Ref: ACC/PR/20/30 29th September, 2020
The 2020 Afro-Barometer Round 8 Survey Report, presented to the Government of Sierra Leone in Freetown, on 28th September, 2020, by the Institute for Governance Reform (IGR), establishes that, Corruption prevalence in the country has continued to experience a decline from as high as 70% in 2015 to a new lowest ever of 40% in 2020. The Public can recall that a decline to 43% was recorded in 2018. This is a clear confirmation of the impact of the work of the Commission and other stakeholders in combating and controlling corruption in Sierra Leone.

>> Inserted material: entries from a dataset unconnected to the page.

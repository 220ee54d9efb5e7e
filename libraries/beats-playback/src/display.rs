//! Presentation helpers

use url::form_urlencoded;

/// Base URL of the external web search used for lyrics
pub const LYRICS_SEARCH_BASE: &str = "https://www.google.com/search";

/// Format seconds as `m:ss`
///
/// Negative or non-finite input renders as `0:00`.
pub fn format_time(seconds: f64) -> String {
    let total = if seconds.is_finite() && seconds > 0.0 {
        seconds.floor() as u64
    } else {
        0
    };
    format!("{}:{:02}", total / 60, total % 60)
}

/// Deep link to a web search for `"<title> lyrics"`
pub fn lyrics_search_url(title: &str) -> String {
    let query = form_urlencoded::Serializer::new(String::new())
        .append_pair("q", &format!("{} lyrics", title.trim()))
        .finish();
    format!("{LYRICS_SEARCH_BASE}?{query}")
}
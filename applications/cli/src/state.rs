/// Application state shared by the shell commands
use crate::config::SuggestSettings;
use crate::error::{CliError, Result};
use crate::host::{TerminalMediaSession, TerminalWidget};
use beats_core::{KeyValueStore, Track};
use beats_playback::{
    lyrics_search_url, resolve_active_list, ActiveListKind, ControllerConfig, Navigation,
    PlaybackController, PlaybackEvent, PlaybackStatus, RecoveryTicket, RecoveryTimer,
    RelatedItems, RelatedOutcome, TrackLists,
};
use beats_search_client::{
    RelatedItemsFetcher, RelatedResponse, SearchSession, SuggestionFeed, VideoSearchApi,
};
use beats_storage::CollectionStore;
use std::sync::Arc;
use std::time::Duration;
use tokio::sync::mpsc;
use tracing::debug;

pub type Controller = PlaybackController<TerminalWidget, TerminalMediaSession>;

/// Read-only view over every list the controller can navigate
pub struct Lists<'a, S: KeyValueStore> {
    search: &'a [Track],
    store: &'a CollectionStore<S>,
    related: &'a [Track],
}

impl<S: KeyValueStore> TrackLists for Lists<'_, S> {
    fn search_results(&self) -> &[Track] {
        self.search
    }

    fn collection(&self, name: &str) -> Option<&[Track]> {
        self.store.tracks(name)
    }

    fn related_items(&self) -> &[Track] {
        self.related
    }
}

fn lists<'a, A: VideoSearchApi, S: KeyValueStore>(
    session: &'a SearchSession<A>,
    store: &'a CollectionStore<S>,
    related: &'a RelatedItems,
) -> Lists<'a, S> {
    Lists {
        search: session.results(),
        store,
        related: related.tracks(),
    }
}

/// Channels the shell loop listens on besides user input
pub struct Feeds {
    /// Finished related-items fetches
    pub related: mpsc::UnboundedReceiver<RelatedResponse>,
    /// Recovery tickets whose delay elapsed
    pub recovery: mpsc::UnboundedReceiver<RecoveryTicket>,
}

/// Search session, collections, related feed, and playback in one place
///
/// Track positions given to commands are 1-based indexes into the list being
/// browsed, which is also the list playback navigates after `play`.
pub struct AppState<A: VideoSearchApi + 'static, S: KeyValueStore> {
    session: SearchSession<A>,
    suggestions: SuggestionFeed<A>,
    store: CollectionStore<S>,
    related: RelatedItems,
    fetcher: RelatedItemsFetcher<A>,
    recovery: RecoveryTimer,
    controller: Controller,
    browsing: ActiveListKind,
}

impl<A: VideoSearchApi + 'static, S: KeyValueStore> AppState<A, S> {
    /// Create the state and the channels it feeds
    pub fn new(
        api: Arc<A>,
        store: CollectionStore<S>,
        controller_config: ControllerConfig,
        related_max_results: u32,
        suggest: &SuggestSettings,
    ) -> (Self, Feeds) {
        let (fetcher, related) = RelatedItemsFetcher::new(Arc::clone(&api), related_max_results);
        let (recovery, recovery_rx) = RecoveryTimer::new();
        let controller = PlaybackController::new(
            TerminalWidget::default(),
            TerminalMediaSession::default(),
            controller_config,
        );

        let suggestions = SuggestionFeed::with_settings(
            Arc::clone(&api),
            Duration::from_millis(suggest.debounce_ms),
            suggest.min_chars,
        );

        let state = Self {
            session: SearchSession::new(api).with_min_suggest_chars(suggest.min_chars),
            suggestions,
            store,
            related: RelatedItems::new(),
            fetcher,
            recovery,
            controller,
            browsing: ActiveListKind::SearchResults,
        };
        let feeds = Feeds {
            related,
            recovery: recovery_rx,
        };
        (state, feeds)
    }

    // ===== Search =====

    /// Search and browse the results
    pub async fn search(&mut self, query: &str) -> Result<&[Track]> {
        self.session.search(query).await?;
        self.browsing = ActiveListKind::SearchResults;
        Ok(self.session.results())
    }

    /// Suggestions for partial input, after the debounce window
    pub async fn suggest(&mut self, partial: &str) -> Vec<String> {
        self.suggestions.input(partial).await;
        self.suggestions.settle().await;
        self.suggestions.suggestions().await
    }

    // ===== Browsing =====

    /// Switch the browsed list
    pub fn browse(&mut self, list: ActiveListKind) -> Result<()> {
        if let ActiveListKind::Collection(name) = &list {
            if self.store.collection(name).is_none() {
                return Err(CliError::InvalidCommand(format!(
                    "Unknown collection '{name}'"
                )));
            }
        }
        self.browsing = list;
        Ok(())
    }

    /// List being browsed
    pub fn browsing(&self) -> &ActiveListKind {
        &self.browsing
    }

    /// Tracks of the browsed list
    pub fn browsing_tracks(&self) -> &[Track] {
        resolve_active_list(&self.browsing, self)
    }

    fn track_at(&self, position: usize) -> Result<Track> {
        position
            .checked_sub(1)
            .and_then(|idx| self.browsing_tracks().get(idx))
            .cloned()
            .ok_or(CliError::NoSuchTrack(position))
    }

    // ===== Playback =====

    /// Play the track at `position` of the browsed list
    pub fn play(&mut self, position: usize) -> Result<Track> {
        let track = self.track_at(position)?;
        self.controller.play_from(self.browsing.clone(), track.clone());
        // The terminal widget is ready as soon as it is loaded
        self.controller.on_widget_ready();
        self.sync();
        Ok(track)
    }

    pub fn toggle_pause(&mut self) -> Result<bool> {
        if self.controller.current_track().is_none() {
            return Err(CliError::NothingPlaying);
        }
        self.controller.toggle_pause();
        self.sync();
        Ok(self.controller.is_playing())
    }

    pub fn next(&mut self) -> Navigation {
        let lists = lists(&self.session, &self.store, &self.related);
        let navigation = self.controller.next(&lists);
        self.controller.on_widget_ready();
        self.sync();
        navigation
    }

    pub fn prev(&mut self) -> Navigation {
        let lists = lists(&self.session, &self.store, &self.related);
        let navigation = self.controller.prev(&lists);
        self.controller.on_widget_ready();
        self.sync();
        navigation
    }

    pub fn stop(&mut self) {
        self.controller.stop();
        self.recovery.cancel();
        self.sync();
    }

    /// The widget paused without the user asking
    ///
    /// Returns whether a recovery attempt was scheduled.
    pub fn widget_paused(&mut self) -> bool {
        let ticket = self.controller.on_external_pause_signal();
        if let Some(ticket) = ticket {
            self.recovery.schedule(ticket);
        }
        self.sync();
        ticket.is_some()
    }

    /// A recovery ticket's delay elapsed; returns whether play was re-asserted
    pub fn recovery_due(&mut self, ticket: RecoveryTicket) -> bool {
        let resumed = self.controller.on_recovery_due(ticket);
        self.sync();
        resumed
    }

    /// Snapshot of playback
    pub fn status(&self) -> PlaybackStatus {
        self.controller.status()
    }

    /// Lyrics search link for the current track
    pub fn lyrics_url(&self) -> Result<String> {
        self.controller
            .current_track()
            .map(|t| lyrics_search_url(t.title()))
            .ok_or(CliError::NothingPlaying)
    }

    // ===== Collections =====

    /// Toggle favorite membership of the track at `position`
    pub fn like(&mut self, position: usize) -> Result<bool> {
        let track = self.track_at(position)?;
        Ok(self.store.toggle_favorite(&track)?)
    }

    /// Toggle favorite membership of the current track
    pub fn like_current(&mut self) -> Result<bool> {
        let track = self
            .controller
            .current_track()
            .cloned()
            .ok_or(CliError::NothingPlaying)?;
        Ok(self.store.toggle_favorite(&track)?)
    }

    pub fn add(&mut self, position: usize, collection: &str) -> Result<bool> {
        let track = self.track_at(position)?;
        Ok(self.store.add_track(collection, track)?)
    }

    pub fn remove(&mut self, position: usize, collection: &str) -> Result<bool> {
        let track = self.track_at(position)?;
        Ok(self.store.remove_track(collection, track.id())?)
    }

    pub fn create(&mut self, name: &str) -> Result<()> {
        Ok(self.store.create_collection(name)?)
    }

    pub fn collection_names(&self) -> Vec<&str> {
        self.store.list_collection_names()
    }

    // ===== Related items =====

    /// Apply a finished related-items fetch
    pub fn apply_related(&mut self, response: RelatedResponse) -> RelatedOutcome {
        let current = self.controller.current_track().map(Track::id);
        self.related
            .complete(&response.request, response.result, current)
    }

    /// Drain controller events, refreshing related items on track change
    ///
    /// Must run within a tokio runtime.
    pub fn sync(&mut self) -> Vec<PlaybackEvent> {
        let events = self.controller.drain_events();
        for event in &events {
            if let PlaybackEvent::TrackChanged { track_id, .. } = event {
                debug!(track_id = %track_id, "Refreshing related items");
                let request = self.related.begin(track_id.clone());
                self.fetcher.refresh_for(request);
            }
        }
        events
    }

    // ===== Accessors =====

    pub fn session(&self) -> &SearchSession<A> {
        &self.session
    }

    pub fn store(&self) -> &CollectionStore<S> {
        &self.store
    }

    pub fn related(&self) -> &RelatedItems {
        &self.related
    }

    pub fn controller(&self) -> &Controller {
        &self.controller
    }
}

impl<A: VideoSearchApi + 'static, S: KeyValueStore> TrackLists for AppState<A, S> {
    fn search_results(&self) -> &[Track] {
        self.session.results()
    }

    fn collection(&self, name: &str) -> Option<&[Track]> {
        self.store.tracks(name)
    }

    fn related_items(&self) -> &[Track] {
        self.related.tracks()
    }
}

Similarly, there is a recorded overall decline in most public sector institutions though there is a slight rise between 2018 and 2019. The Police are still most widely seen as corrupt and leads the table with 62% though that is a decline as compared to 69% in 2012. The situation remains less with other institutions, but work has to be done to avoid a reversal to the position in 2015, as Parliament follows the Police with 41%, Tax Officials with 35%, Civil Servants with 30%, right down to Religious Leaders with only 11%. As for citizens’ experience with corruption, 55% paid a bribe to obtain police assistance, 53% paid a bribe to obtain medical care, 40% paid a bribe for identity documents, and 41% paid a bribe to avoid problems with the police. Importantly, 20% of Sierra Leoneans paid a bribe for public school services, a 13% decline to 2018. When compared to 2018, there has been an increase in the proportion of citizens who say they paid bribes for medical care and identity documents, and to avoid problems with the police. In 2018, 37% says they can report corruption without fear, whilst 59% expressed risk of retaliation. In 2020, only 28% says they can report corruption without fear of the risk of retaliation; whilst 61% expressed fear of retaliation. Significantly, 80% wants the news media to constantly investigate and report on Government mistakes and corruption.
In 2015, only 18% approved Government’s performance in the fight against corruption. This has improved significantly in the last two years. In terms of equality before the law, 52% of citizens reckons people are “always” or “often” treated equally under the law, with 48% saying otherwise, and that 42% of officials who commit crimes “always” or “often” go unpunished.
In the light of this, the ACC will continue to study this Report, and others, to help us shape the work we do with a view to making corruption a very risky and expensive venture. We welcome the confirmation of the overall reduction in corruption prevalence and will continue working towards further reduction and control.
In this regard, the Commission continues to assure the general public of its relentless resolve to fight all levels of corruption and to effectively control it in Sierra Leone.